> **How to complete this task**
Please quote exactly the opening lines of the data, from the first line to the one where "return ~0 +" appears.
◆ ◆ ◆ ◆ ◆
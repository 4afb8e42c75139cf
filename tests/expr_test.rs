mod common;
use common::*;

#[test]
fn test_precedence() {
    assert_eq!(status("int main() { return 2 + 3 * 4; }"), 14);
    assert_eq!(status("int main() { return (2 + 3) * 4; }"), 20);
    assert_eq!(status("int main() { return 20 - 8 / 2; }"), 16);
    assert_eq!(status("int main() { return 17 % 5; }"), 2);
}

#[test]
fn test_unary() {
    assert_eq!(status("int main() { return -5 + 10; }"), 5);
    assert_eq!(status("int main() { int x; x = 3; return -x + 10; }"), 7);
    assert_eq!(status("int main() { return !0; }"), 1);
    assert_eq!(status("int main() { return !5; }"), 0);
    assert_eq!(status("int main() { return ~0 + 2; }"), 1);
    assert_eq!(status("int main() { return +7; }"), 7);
}

#[test]
fn test_bitwise_and_shifts() {
    assert_eq!(status("int main() { return 12 & 10; }"), 8);
    assert_eq!(status("int main() { return 12 | 10; }"), 14);
    assert_eq!(status("int main() { return 12 ^ 10; }"), 6);
    assert_eq!(status("int main() { return 1 << 6; }"), 64);
    assert_eq!(status("int main() { return 64 >> 3; }"), 8);
}

#[test]
fn test_comparisons() {
    assert_eq!(status("int main() { return 1 < 2; }"), 1);
    assert_eq!(status("int main() { return 2 <= 1; }"), 0);
    assert_eq!(status("int main() { return 3 > 2; }"), 1);
    assert_eq!(status("int main() { return 2 >= 3; }"), 0);
    assert_eq!(status("int main() { return 5 == 5; }"), 1);
    assert_eq!(status("int main() { return 5 != 5; }"), 0);
}

#[test]
fn test_logical_yield_operand_values() {
    // || and && pass the deciding operand through unchanged.
    assert_eq!(status("int main() { return 2 || 9; }"), 2);
    assert_eq!(status("int main() { return 0 || 9; }"), 9);
    assert_eq!(status("int main() { return 2 && 3; }"), 3);
    assert_eq!(status("int main() { return 0 && 3; }"), 0);
}

#[test]
fn test_short_circuit_skips_side_effects() {
    let src = "
        int hits;
        int bump() { hits = hits + 1; return 1; }
        int main() {
            hits = 0;
            0 && bump();
            1 || bump();
            return hits;
        }";
    assert_eq!(status(src), 0);
}

#[test]
fn test_ternary() {
    assert_eq!(status("int main() { return 1 ? 10 : 20; }"), 10);
    assert_eq!(status("int main() { return 0 ? 10 : 20; }"), 20);
    assert_eq!(
        status("int main() { int x; x = 5; return x > 3 ? x : 3; }"),
        5
    );
}

#[test]
fn test_assignment_chains_and_value() {
    assert_eq!(
        status("int main() { int a; int b; a = b = 6; return a + b; }"),
        12
    );
}

#[test]
fn test_pre_and_post_increment() {
    assert_eq!(status("int main() { int x; x = 5; return ++x; }"), 6);
    assert_eq!(status("int main() { int x; x = 5; return --x; }"), 4);
    assert_eq!(status("int main() { int x; x = 5; return x++; }"), 5);
    assert_eq!(status("int main() { int x; x = 5; x++; return x; }"), 6);
    assert_eq!(status("int main() { int x; x = 5; x--; return x; }"), 4);
}

#[test]
fn test_sizeof() {
    assert_eq!(status("int main() { return sizeof(char); }"), 1);
    assert_eq!(status("int main() { return sizeof(int); }"), 8);
    assert_eq!(status("int main() { return sizeof(int*); }"), 8);
    assert_eq!(status("int main() { return sizeof(char*); }"), 8);
}

#[test]
fn test_char_store_truncates() {
    assert_eq!(status("int main() { char c; return c = 321; }"), 65);
    assert_eq!(
        status("int main() { char c; c = 321; return c; }"),
        65
    );
}

#[test]
fn test_char_literals_in_arithmetic() {
    assert_eq!(status("int main() { return 'a' - 'A'; }"), 32);
}
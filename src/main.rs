use std::process;
use std::sync::atomic::{AtomicBool, Ordering};
use std::sync::Arc;

use ansi_term::Colour::Red;
use clap::{arg, command, ArgAction};
use subc::error;
use subc::lang::Error;
use subc::mach::{compile, Listing, Runtime};

fn main() {
    env_logger::init();
    let matches = command!()
        .arg(arg!(<path> "Path to a source file"))
        .arg(
            arg!(--list "Print the compiled listing instead of running")
                .action(ArgAction::SetTrue),
        )
        .arg(arg!([args]... "Arguments passed through to the program"))
        .get_matches();

    let path = matches.get_one::<String>("path").unwrap();
    let list = matches.get_flag("list");
    let args: Vec<String> = matches
        .get_many::<String>("args")
        .unwrap_or_default()
        .cloned()
        .collect();

    match run(path, list, args) {
        Ok(status) => process::exit(status as i32),
        Err(error) => {
            eprintln!("{}", Red.paint(error.to_string()));
            process::exit(error.code() as i32);
        }
    }
}

fn run(path: &str, list: bool, args: Vec<String>) -> Result<i64, Error> {
    let source =
        std::fs::read_to_string(path).map_err(|e| error!(IoError; e.to_string()))?;
    let program = compile(&source)?;
    if list {
        print!("{}", Listing::new(&program));
        return Ok(0);
    }

    let mut runtime_args = vec![path.to_string()];
    runtime_args.extend(args);
    let mut runtime = Runtime::new(program, &runtime_args)?;

    let interrupted = Arc::new(AtomicBool::new(false));
    let int_moved = interrupted.clone();
    ctrlc::set_handler(move || {
        int_moved.store(true, Ordering::SeqCst);
    })
    .expect("Error setting Ctrl-C handler");
    runtime.set_interrupt(interrupted);

    runtime.run()
}
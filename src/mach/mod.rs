/*!
# Machine Module

The compiler and virtual machine for the C subset: the instruction set,
the code/data segments with their emit-and-backpatch API, the
single-pass code-generating parser, flat program memory, the
fetch-decode-execute runtime, and a disassembler.

*/

/// Index into the code segment.
pub type Address = usize;

/// Machine word size in bytes. Uniform across pointers, `int`, and
/// stack slots.
pub const WORD: i64 = 8;

mod compile;
mod listing;
mod memory;
mod opcode;
mod program;
mod runtime;

pub use compile::compile;
pub use listing::Listing;
pub use memory::Memory;
pub use opcode::Opcode;
pub use opcode::Word;
pub use program::Program;
pub use program::HALT;
pub use runtime::Runtime;
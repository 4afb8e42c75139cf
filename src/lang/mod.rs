/*!
# Language Module

Lexical analysis for the compiled C subset: tokens, the symbol table,
and the pull-model lexer that feeds the compiler in `crate::mach`.

*/

#[macro_use]
mod error;
mod lex;
mod symbol;
mod token;

pub use error::Error;
pub use error::ErrorCode;
pub use lex::Lexer;
pub use symbol::{hash_name, Base, Class, Symbol, Symbols, Type};
pub use token::Token;
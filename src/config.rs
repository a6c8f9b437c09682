//! Runtime configuration.
//!
//! Settings come from the environment (after loading `.env`) and are overridden by
//! command line flags in `main.rs`.

use log::LevelFilter;
use log4rs::append::console::{ConsoleAppender, Target};
use log4rs::config::{Appender, Config as LogConfig, Root};
use log4rs::encode::pattern::PatternEncoder;
use std::error::Error;
use std::path::{Path, PathBuf};
use std::str::FromStr;

/// Default log4rs configuration file.
pub const DEFAULT_LOG_CONFIG: &str = "log4rs.yml";

pub const ENV_LOG_CONFIG: &str = "SUBNET_CALC_LOG_CONFIG";
pub const ENV_OUTPUT: &str = "SUBNET_CALC_OUTPUT";
pub const ENV_NO_COLOR: &str = "NO_COLOR";

/// How reports are printed.
#[derive(Debug, Copy, Clone, PartialEq, Eq, Default)]
pub enum OutputFormat {
    #[default]
    Text,
    Json,
}

impl FromStr for OutputFormat {
    type Err = Box<dyn Error>;

    fn from_str(s: &str) -> Result<Self, Self::Err> {
        match s.trim().to_ascii_lowercase().as_str() {
            "text" => Ok(OutputFormat::Text),
            "json" => Ok(OutputFormat::Json),
            other => Err(format!("Unknown output format '{other}', expected text or json").into()),
        }
    }
}

#[derive(Debug, Clone, PartialEq, Eq)]
pub struct Config {
    pub log_config: PathBuf,
    pub output: OutputFormat,
    pub color: bool,
}

impl Default for Config {
    fn default() -> Self {
        Config {
            log_config: PathBuf::from(DEFAULT_LOG_CONFIG),
            output: OutputFormat::Text,
            color: true,
        }
    }
}

impl Config {
    /// Build the configuration from the process environment.
    pub fn from_env() -> Result<Config, Box<dyn Error>> {
        Config::from_lookup(|key| std::env::var(key).ok())
    }

    /// Build the configuration from any key lookup, so tests need not touch the
    /// process environment.
    pub fn from_lookup<F>(lookup: F) -> Result<Config, Box<dyn Error>>
    where
        F: Fn(&str) -> Option<String>,
    {
        let mut config = Config::default();
        if let Some(path) = lookup(ENV_LOG_CONFIG) {
            config.log_config = PathBuf::from(path);
        }
        if let Some(output) = lookup(ENV_OUTPUT) {
            config.output = output.parse()?;
        }
        if lookup(ENV_NO_COLOR).filter(|v| !v.is_empty()).is_some() {
            config.color = false;
        }
        Ok(config)
    }
}

/// Initialise log4rs from `path`, or a stderr logger at warn level if the file is
/// missing.
pub fn init_logging(path: &Path) -> Result<(), Box<dyn Error>> {
    if path.exists() {
        log4rs::init_file(path, Default::default())
            .map_err(|e| format!("Error initializing log4rs from {}: {e}", path.display()))?;
        return Ok(());
    }

    let stderr = ConsoleAppender::builder()
        .target(Target::Stderr)
        .encoder(Box::new(PatternEncoder::new("{h({l})} {m}{n}")))
        .build();
    let config = LogConfig::builder()
        .appender(Appender::builder().build("stderr", Box::new(stderr)))
        .build(Root::builder().appender("stderr").build(LevelFilter::Warn))
        .map_err(|e| format!("Error building log config: {e}"))?;
    log4rs::init_config(config).map_err(|e| format!("Error initializing log4rs: {e}"))?;
    log::debug!("No {}, using built-in log config", path.display());
    Ok(())
}
//! Domain models for the subnet calculator.
//!
//! - `ipv4` - address parsing/formatting and the `compute_*` operations
//! - [`PrefixLength`] - validated CIDR prefix length
//! - [`SubnetRequest`] and [`Subnet`] - validated input and derived values
//! - [`SubnetReport`] - derived values rendered as text

mod ipv4;
mod prefix;
mod report;
mod subnet;

// Re-export public types
pub use ipv4::{
    compute_broadcast, compute_first_usable, compute_last_usable, compute_mask, compute_network,
    compute_total_hosts, format_addr, from_octets, octets, parse_addr,
};
pub use prefix::{PrefixLength, MAX_LENGTH};
pub use report::{SubnetReport, LABELS};
pub use subnet::{Subnet, SubnetRequest};
//! Terminal output utilities.
//!
//! Renders a report as a labelled table, optionally coloured.

use crate::error::ValidationError;
use crate::models::SubnetReport;
use colored::Colorize;

/// Width of the label column, including the colon.
const LABEL_WIDTH: usize = 14;

/// Format a label and value as one left-aligned table row.
///
/// # Arguments
/// * `label` - The row label, a colon is appended
/// * `value` - The value to print after the label column
/// * `width` - The minimum width of the label column
pub fn format_row<T: ToString>(label: &str, value: T, width: usize) -> String {
    let label = format!("{label}:");
    format!("{label:<width$}{}", value.to_string())
}

/// Render a report as text, one row per derived value.
pub fn render_report(report: &SubnetReport, color: bool) -> String {
    let mut out = String::new();
    for (label, value) in report.rows() {
        let row = format_row(label, &value, LABEL_WIDTH);
        if color {
            let (label_col, value_col) = row.split_at(LABEL_WIDTH.min(row.len()));
            out.push_str(&format!("{}{}\n", label_col.bold(), value_col.green()));
        } else {
            out.push_str(&row);
            out.push('\n');
        }
    }
    if !report.has_usable_range() {
        let note = "note: no usable host range for /31 and /32";
        if color {
            out.push_str(&format!("{}\n", note.yellow()));
        } else {
            out.push_str(note);
            out.push('\n');
        }
    }
    out
}

/// Render a validation error the way the shell shows it to the user.
pub fn render_error(err: &ValidationError, color: bool) -> String {
    if color {
        format!("{} {err}", "error:".on_red())
    } else {
        format!("error: {err}")
    }
}
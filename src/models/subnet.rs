//! Subnet request and derived values.

use super::ipv4::{
    compute_broadcast, compute_first_usable, compute_last_usable, compute_mask, compute_network,
    compute_total_hosts, format_addr, parse_addr,
};
use super::prefix::PrefixLength;
use crate::error::ValidationError;
use std::fmt;

/// Validated input of one calculation.
#[derive(Debug, Copy, Clone, PartialEq, Eq, Hash)]
pub struct SubnetRequest {
    /// Host address as entered, not yet masked.
    pub addr: u32,
    pub prefix: PrefixLength,
}

impl SubnetRequest {
    /// Validate address text, then prefix text. The first failure is returned.
    pub fn parse(address_text: &str, prefix_text: &str) -> Result<SubnetRequest, ValidationError> {
        let addr = parse_addr(address_text)?;
        let prefix: PrefixLength = prefix_text.parse()?;
        Ok(SubnetRequest { addr, prefix })
    }
}

impl fmt::Display for SubnetRequest {
    fn fmt(&self, f: &mut fmt::Formatter) -> fmt::Result {
        write!(f, "{}/{}", format_addr(self.addr), self.prefix)
    }
}

/// Every value derived from a [`SubnetRequest`], as 32-bit addresses.
#[derive(Debug, Copy, Clone, PartialEq, Eq, Hash)]
pub struct Subnet {
    pub prefix: PrefixLength,
    pub mask: u32,
    pub network: u32,
    pub first_usable: u32,
    pub last_usable: u32,
    pub broadcast: u32,
    pub total_hosts: i64,
}

impl Subnet {
    pub fn derive(request: &SubnetRequest) -> Subnet {
        let mask = compute_mask(request.prefix);
        let network = compute_network(request.addr, mask);
        let broadcast = compute_broadcast(network, mask);
        Subnet {
            prefix: request.prefix,
            mask,
            network,
            first_usable: compute_first_usable(network),
            last_usable: compute_last_usable(broadcast),
            broadcast,
            total_hosts: compute_total_hosts(request.prefix),
        }
    }
}

impl fmt::Display for Subnet {
    fn fmt(&self, f: &mut fmt::Formatter) -> fmt::Result {
        write!(f, "{}/{}", format_addr(self.network), self.prefix)
    }
}
//! Validation errors for subnet calculation input.

/// A rejected request. Both kinds are ordinary user-input errors; the caller decides
/// how to show them and what to reset.
#[derive(Debug, Clone, PartialEq, Eq, thiserror::Error)]
pub enum ValidationError {
    /// Wrong segment count, or a segment that is not a number in 0-255.
    #[error("Invalid IP Address format '{input}'. Enter 4 numbers (0-255) separated with a dot.")]
    MalformedAddress { input: String },

    /// Prefix text is not an integer, or lies outside 0-32.
    #[error("Invalid input '{input}'. Subnet prefix length must be 0-32.")]
    InvalidPrefixLength { input: String },
}

impl ValidationError {
    pub fn malformed_address(input: &str) -> Self {
        ValidationError::MalformedAddress {
            input: input.to_string(),
        }
    }

    pub fn invalid_prefix_length(input: &str) -> Self {
        ValidationError::InvalidPrefixLength {
            input: input.to_string(),
        }
    }
}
◆ ◆ ◆ ◆ ◆
> **Reply**
repository 4afb8e42c75139cf
filename tests/expr_test.rs
mod common;
use common::*;

#[test]
fn test_precedence() {
    assert_eq!(status("int main() { return 2 + 3 * 4; }"), 14);
    assert_eq!(status("int main() { return (2 + 3) * 4; }"), 20);
    assert_eq!(status("int main() { return 20 - 8 / 2; }"), 16);
    assert_eq!(status("int main() { return 17 % 5; }"), 2);
}

#[test]
fn test_unary() {
    assert_eq!(status("int main() { return -5 + 10; }"), 5);
    assert_eq!(status("int main() { int x; x = 3; return -x + 10; }"), 7);
    assert_eq!(status("int main() { return !0; }"), 1);
    assert_eq!(status("int main() { return !5; }"), 0);
    assert_eq!(status("int main() { return ~0 + 2; }"), 1);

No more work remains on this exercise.